Impact of circumcision status on incidence of anatomic anomalies and bacterial species: A retrospective review of pediatric male UTIs presenting to the Emergency Department
Sarah A. Holzman, MD1, Campbell Grant, MD2, Rebecca Zee, MD3, Bruce M. Sprague, BS3, Md Sohel Rana, MD3, Emily Blum, MD4, H. Gil Rushton, MD3.
1Medstar Georgetown, Washington, DC, USA, 2George Washington University, Washginton, DC, USA, 3Children's National Medical Center, Washington, DC, USA, 4Emory University, Atlanta, GA, USA.
The American Academy of Pediatrics guidelines recommend delaying voiding cystourethrogram until the second febrile urinary tract infection (UTI). Currently, there is no good clinical indicator to determine which patients would benefit from earlier imaging. Here, we sought to identify clinical and bacteriologic findings that are associated with anatomic anomalies in pediatric males presenting to the Emergency Department (ED) with UTI at our institution.
A retrospective review of all urine cultures from our ED between 2006 and 2015 was performed.

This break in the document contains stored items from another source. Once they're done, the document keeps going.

//! Error types for the reconciliation core

use thiserror::Error;

/// Errors raised by a merge-request source.
#[derive(Error, Debug, Clone, PartialEq, Eq)]
pub enum SourceError {
    /// The source could not be reached (connection, TLS, timeout)
    #[error("merge request source unreachable: {0}")]
    Transport(String),

    /// The source answered with a non-success status
    #[error("merge request API error ({status}): {message}")]
    Api { status: u16, message: String },

    /// The response body could not be decoded
    #[error("failed to decode merge request listing: {0}")]
    Decode(String),

    /// Client-side setup failed (bad URL, unreadable certificate)
    #[error("merge request source misconfigured: {0}")]
    Config(String),
}

/// Errors raised by a client registry.
#[derive(Error, Debug, Clone, PartialEq, Eq)]
pub enum RegistryError {
    /// The RPC itself failed (channel down, TLS, status code from the server)
    #[error("client registry transport error: {0}")]
    Transport(String),

    /// Create rejected because the id is taken
    #[error("client already exists: {0}")]
    AlreadyExists(String),

    /// Delete rejected because the id is unknown
    #[error("client not found: {0}")]
    NotFound(String),

    /// The registry replied with something we cannot use
    #[error("invalid registry response: {0}")]
    InvalidResponse(String),

    /// Client-side setup failed (bad endpoint, unreadable certificate)
    #[error("client registry misconfigured: {0}")]
    Config(String),
}

impl RegistryError {
    /// True for failures of the channel rather than business rejections.
    pub fn is_transport(&self) -> bool {
        matches!(self, RegistryError::Transport(_))
    }
}

/// Result type for merge-request source operations
pub type SourceResult<T> = std::result::Result<T, SourceError>;

/// Result type for client registry operations
pub type RegistryResult<T> = std::result::Result<T, RegistryError>;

Males under 18 years of age with ≥50,000 CFU/mL of Proteus, Klebsiella, Escherichia coli, Staphylococcus, Streptococcus and Enterococcus were included. Clean catch or catheterized specimens were included whereas bagged specimens and specimens from patients on intermittent catheterization were excluded. Ultrasound and cystogram images were reviewed when available. Univariate and multivariable Poisson regression with robust variance was used to calculate and compare prevalence ratios. In adjusted analyses, confounders were selected in the model by significance criteria (p<0.05) or 10% change in estimate criteria. Statistical analysis was performed with Stata software, version 15.1 MP (Stata Corporation, College Station, Texas, USA).

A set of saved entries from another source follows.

//! GitLab REST client
//!
//! Lists the open merge requests of one project through
//! `GET /api/v4/projects/:id/merge_requests?state=opened`, following the
//! `X-Next-Page` header until every page has been read.

use std::fmt;
use std::path::PathBuf;

use async_trait::async_trait;
use preview_auth_core::{MergeRequest, MergeRequestSource, SourceResult};
use reqwest::{Certificate, Url};
use serde::Deserialize;
use serde_json::Value;
use tracing::{debug, info};

use crate::error::GitLabError;
use crate::Result;

/// Page size requested from GitLab (its maximum).
pub const DEFAULT_PER_PAGE: u32 = 100;

const NEXT_PAGE_HEADER: &str = "x-next-page";
const TOKEN_HEADER: &str = "PRIVATE-TOKEN";

/// GitLab connection settings
#[derive(Clone)]
pub struct GitLabConfig {
    /// Instance URL, e.g. `https://gitlab.com`
    pub base_url: String,
    /// Personal or project access token
    pub token: String,
    /// Numeric project id or `group/project` path
    pub project: String,
    /// PEM bundle trusted in addition to the system roots
    pub ca_cert_path: Option<PathBuf>,
    pub per_page: u32,
}

impl GitLabConfig {
    pub fn new(base_url: &str, token: &str, project: &str) -> Self {
        GitLabConfig {
            base_url: base_url.to_string(),
            token: token.to_string(),
            project: project.to_string(),
            ca_cert_path: None,
            per_page: DEFAULT_PER_PAGE,
        }
    }

    pub fn with_ca_cert(mut self, path: impl Into<PathBuf>) -> Self {
        self.ca_cert_path = Some(path.into());
        self
    }

    pub fn with_per_page(mut self, per_page: u32) -> Self {
        self.per_page = per_page.max(1);
        self
    }
}

impl fmt::Debug for GitLabConfig {
    fn fmt(&self, f: &mut fmt::Formatter<'_>) -> fmt::Result {
        f.debug_struct("GitLabConfig")
            .field("base_url", &self.base_url)
            .field("token", &"<redacted>")
            .field("project", &self.project)
            .field("ca_cert_path", &self.ca_cert_path)
            .field("per_page", &self.per_page)
            .finish()
    }
}

#[derive(Debug, Deserialize)]
struct ApiMergeRequest {
    iid: u64,
    title: String,
}

/// GitLab merge-request lister
pub struct GitLabClient {
    config: GitLabConfig,
    merge_requests_url: Url,
    http_client: reqwest::Client,
}

impl GitLabClient {
    /// Build the HTTP client. Reads the CA certificate if one is configured.
    pub fn new(config: GitLabConfig) -> Result<Self> {
        let merge_requests_url = merge_requests_url(&config.base_url, &config.project)?;

        let mut builder = reqwest::Client::builder()
            .user_agent(concat!("preview-auth-gitlab/", env!("CARGO_PKG_VERSION")));
        if let Some(path) = &config.ca_cert_path {
            let pem = std::fs::read(path).map_err(|source| GitLabError::Certificate {
                path: path.display().to_string(),
                source,
            })?;
            builder = builder.add_root_certificate(Certificate::from_pem(&pem)?);
            info!(path = %path.display(), "using custom GitLab CA certificate");
        }

        Ok(GitLabClient {
            config,
            merge_requests_url,
            http_client: builder.build()?,
        })
    }

    pub fn config(&self) -> &GitLabConfig {
        &self.config
    }

    /// Fetch every open merge request across all pages.
    pub async fn list_open_merge_requests(&self) -> Result<Vec<MergeRequest>> {
        let mut merge_requests = Vec::new();
        let mut page: u32 = 1;

        loop {
            let response = self
                .http_client
                .get(self.merge_requests_url.clone())
                .header(TOKEN_HEADER, &self.config.token)
                .query(&[("state", "opened")])
                .query(&[("per_page", self.config.per_page), ("page", page)])
                .send()
                .await?;

            let status = response.status();
            if !status.is_success() {
                let body = response.text().await.unwrap_or_default();
                return Err(GitLabError::Api {
                    status: status.as_u16(),
                    message: api_message(&body, status),
                });
            }

            let next_page = next_page(response.headers());
            let batch: Vec<ApiMergeRequest> = response.json().await?;
            debug!(page, count = batch.len(), "fetched merge request page");
            merge_requests.extend(
                batch
                    .into_iter()
                    .map(|mr| MergeRequest::new(mr.iid, mr.title)),
            );

            // A next page that does not move forward would loop forever.
            match next_page {
                Some(next) if next > page => page = next,
                _ => break,
            }
        }

        Ok(merge_requests)
    }
}

#[async_trait]
impl MergeRequestSource for GitLabClient {
    async fn list_open(&self) -> SourceResult<Vec<MergeRequest>> {
        Ok(self.list_open_merge_requests().await?)
    }
}

/// `{base}/api/v4/projects/{project}/merge_requests`, with the project path
/// percent-encoded as a single segment (`group/project` -> `group%2Fproject`).
fn merge_requests_url(base_url: &str, project: &str) -> Result<Url> {
    let mut url = Url::parse(base_url.trim_end_matches('/'))
        .map_err(|e| GitLabError::InvalidUrl(format!("{base_url}: {e}")))?;
    url.path_segments_mut()
        .map_err(|_| GitLabError::InvalidUrl(base_url.to_string()))?
        .pop_if_empty()
        .extend(["api", "v4", "projects", project, "merge_requests"]);
    Ok(url)
}

fn next_page(headers: &reqwest::header::HeaderMap) -> Option<u32> {
    headers
        .get(NEXT_PAGE_HEADER)
        .and_then(|value| value.to_str().ok())
        .map(str::trim)
        .filter(|value| !value.is_empty())
        .and_then(|value| value.parse().ok())
}

/// GitLab error bodies look like `{"message": ...}` or `{"error": "..."}`.
fn api_message(body: &str, status: reqwest::StatusCode) -> String {
    let parsed = serde_json::from_str::<Value>(body).ok().and_then(|value| {
        match value.get("message").or_else(|| value.get("error"))? {
            Value::String(text) => Some(text.clone()),
            other => Some(other.to_string()),
        }
    });
    match parsed {
        Some(message) => message,
        None if body.trim().is_empty() => status.to_string(),
        None => body.trim().to_string(),
    }
}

1585 urine cultures were reviewed and 814 met eligibility criteria including 620 (76.2%) Escherichia coli, 84 (10.3%) Proteus, 55 (6.8%) Klebsiella, 30 (3.7%) Staphylococcus, 13 (1.6%) Enterococcus and 12 (1.5%) Streptococcus. Median age of circumcised males was 2.8 months (IQR: 0.5-8.1) compared to 0.4 months (IQR 0.2-1.8) in uncircumcised males (Mann Whitney U test, p<0.001). After adjusting for age, ethnicity and bacterial species, the prevalence of high grade vesicoureteral reflux (VUR, defined as grades III-V) was 3.9 times higher in circumcised males compared to uncircumcised males (95% CI: 1.7-8.9, p=0.001). Circumcised males had a 3.6 times increased prevalence of high grade hydronephrosis (defined as SFU grades III and IV) compared to uncircumcised males (prevalence ratio: 3.6, 95% CI: 1.2-10.4, p=0.018). Among bacterial pathogens, no Proteus UTI patients had high grade hydronephrosis or VUR. In contrast, Staphylococcus species was found to be an independent predictor of bladder anomalies including high grade VUR and/or high grade hydronephrosis compared to non-Staphylococcal organisms (prevalence ratio 5.4, 95% CI: 2.6-11.2, p<0.001).
Circumcision status is an independent predictor of genitourinary anomalies in pediatric males with UTI, therefore circumcised males should be considered for early imaging after their first UTI. Furthermore, Staphylococcal infections were associated with an even higher prevalence of high grade hydronephrosis and/or bladder anomalies including high grade VUR. In contrast, none of the Proteus infections were associated with high grade VUR or hydronephrosis making initial observation more appropriate in these patients.